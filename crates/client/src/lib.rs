//! Flyercraft client core.
//!
//! This crate owns the session lifecycle and the authenticated-request
//! pipeline for the Flyercraft backend, plus the sync controllers that keep
//! the product and flyer collections consistent with the server's view.
//!
//! # Components
//!
//! - [`store`] - durable credential storage ([`store::CredentialStore`])
//! - [`api`] - the request dispatcher ([`api::ApiClient`]): bearer
//!   injection and centralized teardown on authorization failure
//! - [`session`] - the session state machine and its operations
//!   ([`session::SessionManager`])
//! - [`sync`] - list/create/update/delete/duplicate controllers
//!   ([`sync::SyncedCollection`])
//!
//! # Wiring
//!
//! ```no_run
//! use std::sync::Arc;
//!
//! use flyercraft_client::api::ApiClient;
//! use flyercraft_client::config::ClientConfig;
//! use flyercraft_client::session::SessionManager;
//! use flyercraft_client::store::FileCredentialStore;
//! use flyercraft_client::sync::ProductCollection;
//!
//! # async fn wire() -> Result<(), Box<dyn std::error::Error>> {
//! let config = ClientConfig::from_env()?;
//! let store = Arc::new(FileCredentialStore::new(config.state_dir.clone()));
//! let api = ApiClient::new(&config, store)?;
//!
//! let session = SessionManager::new(api.clone());
//! session.initialize().await;
//!
//! let mut products = ProductCollection::new(api);
//! products.list().await?;
//! # Ok(())
//! # }
//! ```

#![cfg_attr(not(test), forbid(unsafe_code))]

pub mod api;
pub mod config;
pub mod error;
pub mod session;
pub mod store;
pub mod sync;

pub use api::ApiClient;
pub use config::{ClientConfig, ConfigError};
pub use error::{ApiError, OperationError};
pub use session::{ProfileDraft, RegisterOutcome, SessionHandle, SessionManager, SessionStatus};
pub use store::{CredentialStore, FileCredentialStore, MemoryCredentialStore, PersistedCredential};
pub use sync::{
    Confirmation, FlyerCollection, ProductCollection, RemoveOutcome, Resource, SyncedCollection,
};
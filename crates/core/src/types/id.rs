//! Newtype IDs for type-safe entity references.
//!
//! Use the `define_id!` macro to create type-safe ID wrappers that prevent
//! accidentally mixing IDs from different entity types. The backend issues
//! opaque document IDs, so the wrappers are string-backed.

/// Macro to define a type-safe ID wrapper.
///
/// Creates a newtype wrapper around `String` with:
/// - `Serialize`/`Deserialize` with `#[serde(transparent)]`
/// - `Debug`, `Clone`, `PartialEq`, `Eq`, `Hash`
/// - Conversion methods: `new()`, `as_str()`
/// - `From<String>`, `From<&str>` and `Display` implementations
///
/// # Example
///
/// ```rust
/// # use flyercraft_core::define_id;
/// define_id!(CustomerId);
/// define_id!(OrderId);
///
/// let customer_id = CustomerId::new("c1");
/// let order_id = OrderId::new("o1");
///
/// // These are different types, so this won't compile:
/// // let _: CustomerId = order_id;
/// ```
#[macro_export]
macro_rules! define_id {
    ($name:ident) => {
        #[derive(
            Debug,
            Clone,
            PartialEq,
            Eq,
            Hash,
            ::serde::Serialize,
            ::serde::Deserialize
        )]
        #[serde(transparent)]
        pub struct $name(String);

        impl $name {
            /// Create a new ID from a string value.
            #[must_use]
            pub fn new(id: impl Into<String>) -> Self {
                Self(id.into())
            }

            /// Get the underlying string value.
            #[must_use]
            pub fn as_str(&self) -> &str {
                &self.0
            }
        }

        impl ::core::fmt::Display for $name {
            fn fmt(&self, f: &mut ::core::fmt::Formatter<'_>) -> ::core::fmt::Result {
                write!(f, "{}", self.0)
            }
        }

        impl From<String> for $name {
            fn from(id: String) -> Self {
                Self(id)
            }
        }

        impl From<&str> for $name {
            fn from(id: &str) -> Self {
                Self(id.to_owned())
            }
        }

        impl From<$name> for String {
            fn from(id: $name) -> Self {
                id.0
            }
        }
    };
}

define_id!(UserId);
define_id!(ProductId);
define_id!(FlyerId);

#[cfg(test)]
mod tests {
    use super::*;

    #[test]
    fn ids_round_trip_through_json() {
        let id = ProductId::new("66e1a2b3c4d5e6f7a8b9c0d1");
        let json = serde_json::to_string(&id).expect("serialize");
        assert_eq!(json, "\"66e1a2b3c4d5e6f7a8b9c0d1\"");

        let back: ProductId = serde_json::from_str(&json).expect("deserialize");
        assert_eq!(back, id);
    }

    #[test]
    fn display_matches_inner() {
        let id = FlyerId::new("f1");
        assert_eq!(id.to_string(), "f1");
        assert_eq!(id.as_str(), "f1");
    }
}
┄┄┄┄┄┄┄┄┄┄┄┄┄┄┄┄┄┄┄┄
Quote the listing in full, please, keeping every line exact.

Response area –
filename crates/client/src/lib.rs
//! Flyercraft client core.
//!
//! This crate owns the session lifecycle and the authenticated-request
//! pipeline for the Flyercraft backend, plus the sync controllers that keep
//! the product and flyer collections consistent with the server's view.
//!
//! # Components
//!
//! - [`store`] - durable credential storage ([`store::CredentialStore`])
//! - [`api`] - the request dispatcher ([`api::ApiClient`]): bearer
//!   injection and centralized teardown on authorization failure
//! - [`session`] - the session state machine and its operations
//!   ([`session::SessionManager`])
//! - [`sync`] - list/create/update/delete/duplicate controllers
//!   ([`sync::SyncedCollection`])
//!
//! # Wiring
//!
//! ```no_run
//! use std::sync::Arc;
//!
//! use flyercraft_client::api::ApiClient;
//! use flyercraft_client::config::ClientConfig;
//! use flyercraft_client::session::SessionManager;
//! use flyercraft_client::store::FileCredentialStore;
//! use flyercraft_client::sync::ProductCollection;
//!
//! # async fn wire() -> Result<(), Box<dyn std::error::Error>> {
//! let config = ClientConfig::from_env()?;
//! let store = Arc::new(FileCredentialStore::new(config.state_dir.clone()));
//! let api = ApiClient::new(&config, store)?;
//!
//! let session = SessionManager::new(api.clone());
//! session.initialize().await;
//!
//! let mut products = ProductCollection::new(api);
//! products.list().await?;
//! # Ok(())
//! # }
//! ```

#![cfg_attr(not(test), forbid(unsafe_code))]

pub mod api;
pub mod config;
pub mod error;
pub mod session;
pub mod store;
pub mod sync;

pub use api::ApiClient;
pub use config::{ClientConfig, ConfigError};
pub use error::{ApiError, OperationError};
pub use session::{ProfileDraft, RegisterOutcome, SessionHandle, SessionManager, SessionStatus};
pub use store::{CredentialStore, FileCredentialStore, MemoryCredentialStore, PersistedCredential};
pub use sync::{
    Confirmation, FlyerCollection, ProductCollection, RemoveOutcome, Resource, SyncedCollection,
};
filename crates/core/src/types/id.rs
//! Newtype IDs for type-safe entity references.
//!
//! Use the `define_id!` macro to create type-safe ID wrappers that prevent
//! accidentally mixing IDs from different entity types. The backend issues
//! opaque document IDs, so the wrappers are string-backed.

/// Macro to define a type-safe ID wrapper.
///
/// Creates a newtype wrapper around `String` with:
/// - `Serialize`/`Deserialize` with `#[serde(transparent)]`
/// - `Debug`, `Clone`, `PartialEq`, `Eq`, `Hash`
/// - Conversion methods: `new()`, `as_str()`
/// - `From<String>`, `From<&str>` and `Display` implementations
///
/// # Example
///
/// ```rust
/// # use flyercraft_core::define_id;
/// define_id!(CustomerId);
/// define_id!(OrderId);
///
/// let customer_id = CustomerId::new("c1");
/// let order_id = OrderId::new("o1");
///
/// // These are different types, so this won't compile:
/// // let _: CustomerId = order_id;
/// ```
#[macro_export]
macro_rules! define_id {
    ($name:ident) => {
        #[derive(
            Debug,
            Clone,
            PartialEq,
            Eq,
            Hash,
            ::serde::Serialize,
            ::serde::Deserialize
        )]
        #[serde(transparent)]
        pub struct $name(String);

        impl $name {
            /// Create a new ID from a string value.
            #[must_use]
            pub fn new(id: impl Into<String>) -> Self {
                Self(id.into())
            }

            /// Get the underlying string value.
            #[must_use]
            pub fn as_str(&self) -> &str {
                &self.0
            }
        }

        impl ::core::fmt::Display for $name {
            fn fmt(&self, f: &mut ::core::fmt::Formatter<'_>) -> ::core::fmt::Result {
                write!(f, "{}", self.0)
            }
        }

        impl From<String> for $name {
            fn from(id: String) -> Self {
                Self(id)
            }
        }

        impl From<&str> for $name {
            fn from(id: &str) -> Self {
                Self(id.to_owned())
            }
        }

        impl From<$name> for String {
            fn from(id: $name) -> Self {
                id.0
            }
        }
    };
}

define_id!(UserId);
define_id!(ProductId);
define_id!(FlyerId);

#[cfg(test)]
mod tests {
    use super::*;

    #[test]
    fn ids_round_trip_through_json() {
        let id = ProductId::new("66e1a2b3c4d5e6f7a8b9c0d1");
        let json = serde_json::to_string(&id).expect("serialize");
        assert_eq!(json, "\"66e1a2b3c4d5e6f7a8b9c0d1\"");

        let back: ProductId = serde_json::from_str(&json).expect("deserialize");
        assert_eq!(back, id);
    }

    #[test]
    fn display_matches_inner() {
        let id = FlyerId::new("f1");
        assert_eq!(id.to_string(), "f1");
        assert_eq!(id.as_str(), "f1");
    }
}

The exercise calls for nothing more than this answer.